__Your objective__:
Your response should be every line from the entries that includes the string "struct".

(Data begins)

use axum::Json;
use axum::http::StatusCode;
use axum::response::{IntoResponse, Response};
use serde::Serialize;

use crate::application::analytics::AnalyticsError;
use crate::application::collections::CollectionError;
use crate::application::comments::CommentError;
use crate::application::engagement::EngagementError;
use crate::application::error::ErrorReport;
use crate::application::follows::FollowError;
use crate::application::notifications::NotificationError;
use crate::application::posts::PostError;
use crate::application::profiles::ProfileError;
use crate::application::repos::RepoError;
use crate::application::search::SearchError;
use crate::application::users::UserError;

pub mod codes {
    pub const BAD_REQUEST: &str = "bad_request";
    pub const UNAUTHORIZED: &str = "unauthorized";
    pub const FORBIDDEN: &str = "forbidden";
    pub const NOT_FOUND: &str = "not_found";
    pub const UNPROCESSABLE: &str = "unprocessable";
    pub const RATE_LIMITED: &str = "rate_limited";
    pub const DUPLICATE: &str = "duplicate";
    pub const INVALID_INPUT: &str = "invalid_input";
    pub const INTEGRITY: &str = "integrity_error";
    pub const DB_TIMEOUT: &str = "db_timeout";
    pub const REPO: &str = "repo_error";
    pub const UPLOAD: &str = "upload_error";
}

#[derive(Debug, Serialize)]
pub struct ApiErrorBody {
    pub error: ApiErrorMessage,
}

#[derive(Debug, Serialize)]
pub struct ApiErrorMessage {
    pub code: String,
    pub message: String,
    #[serde(skip_serializing_if = "Option::is_none")]
    pub hint: Option<String>,
}

#[derive(Debug)]
pub struct ApiError {
    status: StatusCode,
    code: &'static str,
    message: String,
    hint: Option<String>,
}

impl ApiError {
    pub fn new(
        status: StatusCode,
        code: &'static str,
        message: impl Into<String>,
        hint: Option<String>,
    ) -> Self {
        Self {
            status,
            code,
            message: message.into(),
            hint,
        }
    }

    pub fn bad_request(message: impl Into<String>) -> Self {
        Self::new(StatusCode::BAD_REQUEST, codes::BAD_REQUEST, message, None)
    }

    pub fn unauthorized() -> Self {
        Self::new(
            StatusCode::UNAUTHORIZED,
            codes::UNAUTHORIZED,
            "Sign in required",
            None,
        )
    }

    pub fn forbidden(message: impl Into<String>) -> Self {
        Self::new(StatusCode::FORBIDDEN, codes::FORBIDDEN, message, None)
    }

    pub fn not_found(message: impl Into<String>) -> Self {
        Self::new(StatusCode::NOT_FOUND, codes::NOT_FOUND, message, None)
    }

    /// Validation failure, rendered with the offending message as the body.
    pub fn unprocessable(message: impl Into<String>) -> Self {
        Self::new(
            StatusCode::UNPROCESSABLE_ENTITY,
            codes::UNPROCESSABLE,
            message,
            None,
        )
    }

    pub fn rate_limited(retry_after: u64) -> Response {
        let body = ApiErrorBody {
            error: ApiErrorMessage {
                code: codes::RATE_LIMITED.to_string(),
                message: "Rate limit exceeded".to_string(),
                hint: Some(format!("Retry after {retry_after} seconds")),
            },
        };
        let mut response = (StatusCode::TOO_MANY_REQUESTS, Json(body)).into_response();
        if let Ok(value) = axum::http::HeaderValue::from_str(&retry_after.to_string()) {
            response
                .headers_mut()
                .insert(axum::http::header::RETRY_AFTER, value);
        }
        ErrorReport::from_message(
            "infra::http::api::rate_limit",
            StatusCode::TOO_MANY_REQUESTS,
            format!("rate_limited: retry_after={retry_after}"),
        )
        .attach(&mut response);
        response
    }
}

impl IntoResponse for ApiError {
    fn into_response(self) -> Response {
        let hint = self.hint.clone();
        let body = ApiErrorBody {
            error: ApiErrorMessage {
                code: self.code.to_string(),
                message: self.message.clone(),
                hint: self.hint,
            },
        };
        let mut response = (self.status, Json(body)).into_response();
        ErrorReport::from_message(
            "infra::http::api",
            self.status,
            format!("{}: {}", self.code, hint.as_deref().unwrap_or(&self.message)),
        )
        .attach(&mut response);
        response
    }
}

pub fn repo_to_api(err: RepoError) -> ApiError {
    match err {
        RepoError::Duplicate { constraint } => ApiError::new(
            StatusCode::CONFLICT,
            codes::DUPLICATE,
            "Duplicate record",
            Some(constraint),
        ),
        RepoError::NotFound => ApiError::not_found("Resource not found"),
        RepoError::InvalidInput { message } => ApiError::new(
            StatusCode::BAD_REQUEST,
            codes::INVALID_INPUT,
            "Invalid input",
            Some(message),
        ),
        RepoError::Integrity { message } => ApiError::new(
            StatusCode::CONFLICT,
            codes::INTEGRITY,
            "Integrity constraint violated",
            Some(message),
        ),
        RepoError::Timeout => ApiError::new(
            StatusCode::SERVICE_UNAVAILABLE,
            codes::DB_TIMEOUT,
            "Database timeout",
            None,
        ),
        RepoError::Persistence(message) => ApiError::new(
            StatusCode::INTERNAL_SERVER_ERROR,
            codes::REPO,
            "Persistence error",
            Some(message),
        ),
    }
}

pub fn user_to_api(err: UserError) -> ApiError {
    match err {
        UserError::Validation(message) => ApiError::unprocessable(message),
        UserError::InvalidCredentials => ApiError::new(
            StatusCode::UNAUTHORIZED,
            codes::UNAUTHORIZED,
            "Invalid email or password",
            None,
        ),
        UserError::Hashing(message) => ApiError::new(
            StatusCode::INTERNAL_SERVER_ERROR,
            codes::REPO,
            "Credential processing failed",
            Some(message),
        ),
        UserError::Repo(repo) => repo_to_api(repo),
    }
}

pub fn post_to_api(err: PostError) -> ApiError {
    match err {
        PostError::NotFound => ApiError::not_found("Post not found"),
        PostError::Unauthorized => ApiError::unauthorized(),
        PostError::Validation(message) => ApiError::unprocessable(message),
        PostError::Repo(repo) => repo_to_api(repo),
    }
}

pub fn comment_to_api(err: CommentError) -> ApiError {
    match err {
        CommentError::PostNotFound => ApiError::not_found("Post not found"),
        CommentError::NotFound => ApiError::not_found("Comment not found"),
        CommentError::Unauthorized => ApiError::unauthorized(),
        CommentError::Validation(message) => ApiError::unprocessable(message),
        CommentError::Notification(err) => notification_to_api(err),
        CommentError::Repo(repo) => repo_to_api(repo),
    }
}

pub fn engagement_to_api(err: EngagementError) -> ApiError {
    match err {
        EngagementError::PostNotFound => ApiError::not_found("Post not found"),
        EngagementError::CommentNotFound => ApiError::not_found("Comment not found"),
        EngagementError::LikeNotFound => ApiError::not_found("Like not found"),
        EngagementError::RepostNotFound => ApiError::not_found("Repost not found"),
        EngagementError::Notification(err) => notification_to_api(err),
        EngagementError::Repo(repo) => repo_to_api(repo),
    }
}

pub fn follow_to_api(err: FollowError) -> ApiError {
    match err {
        FollowError::UserNotFound => ApiError::not_found("User not found"),
        FollowError::SelfFollow => ApiError::unprocessable("you cannot follow yourself"),
        FollowError::AlreadyFollowing => {
            ApiError::unprocessable("is already following this user")
        }
        FollowError::NotFollowing => ApiError::not_found("you are not following this user"),
        FollowError::Notification(err) => notification_to_api(err),
        FollowError::Repo(repo) => repo_to_api(repo),
    }
}

pub fn profile_to_api(err: ProfileError) -> ApiError {
    match err {
        ProfileError::NotFound => ApiError::not_found("User not found"),
        ProfileError::LikesPrivate => {
            ApiError::forbidden("this user's liked posts are private")
        }
        ProfileError::Repo(repo) => repo_to_api(repo),
    }
}

pub fn collection_to_api(err: CollectionError) -> ApiError {
    match err {
        CollectionError::NotFound => ApiError::not_found("Collection not found"),
        CollectionError::PostNotFound => ApiError::not_found("Post not found"),
        CollectionError::Private => ApiError::forbidden("this collection is private"),
        CollectionError::Unauthorized => ApiError::forbidden("not your collection"),
        CollectionError::AlreadyPresent => {
            ApiError::unprocessable("post is already in this collection")
        }
        CollectionError::NotPresent => ApiError::not_found("post is not in this collection"),
        CollectionError::Validation(message) => ApiError::unprocessable(message),
        CollectionError::Repo(repo) => repo_to_api(repo),
    }
}

pub fn notification_to_api(err: NotificationError) -> ApiError {
    match err {
        NotificationError::NotFound => ApiError::not_found("Notification not found"),
        NotificationError::Repo(repo) => repo_to_api(repo),
    }
}

pub fn session_to_api(err: crate::application::sessions::SessionError) -> ApiError {
    match err {
        crate::application::sessions::SessionError::Repo(repo) => repo_to_api(repo),
    }
}

pub fn upload_to_api(err: crate::infra::uploads::UploadStorageError) -> ApiError {
    use crate::infra::uploads::UploadStorageError;
    match err {
        UploadStorageError::InvalidPath => ApiError::bad_request("invalid stored path"),
        UploadStorageError::EmptyPayload => ApiError::unprocessable("uploaded file is empty"),
        UploadStorageError::PayloadTooLarge { .. } => ApiError::new(
            StatusCode::PAYLOAD_TOO_LARGE,
            codes::UPLOAD,
            "uploaded file exceeds the configured limit",
            None,
        ),
        other => ApiError::new(
            StatusCode::INTERNAL_SERVER_ERROR,
            codes::UPLOAD,
            "upload failed",
            Some(other.to_string()),
        ),
    }
}

pub fn search_to_api(err: SearchError) -> ApiError {
    match err {
        SearchError::Repo(repo) => repo_to_api(repo),
    }
}

pub fn analytics_to_api(err: AnalyticsError) -> ApiError {
    match err {
        AnalyticsError::Repo(repo) => repo_to_api(repo),
    }
}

(Data ends)

__Solved exercise__:
pub struct ApiErrorBody {
pub struct ApiErrorMessage {
pub struct ApiError {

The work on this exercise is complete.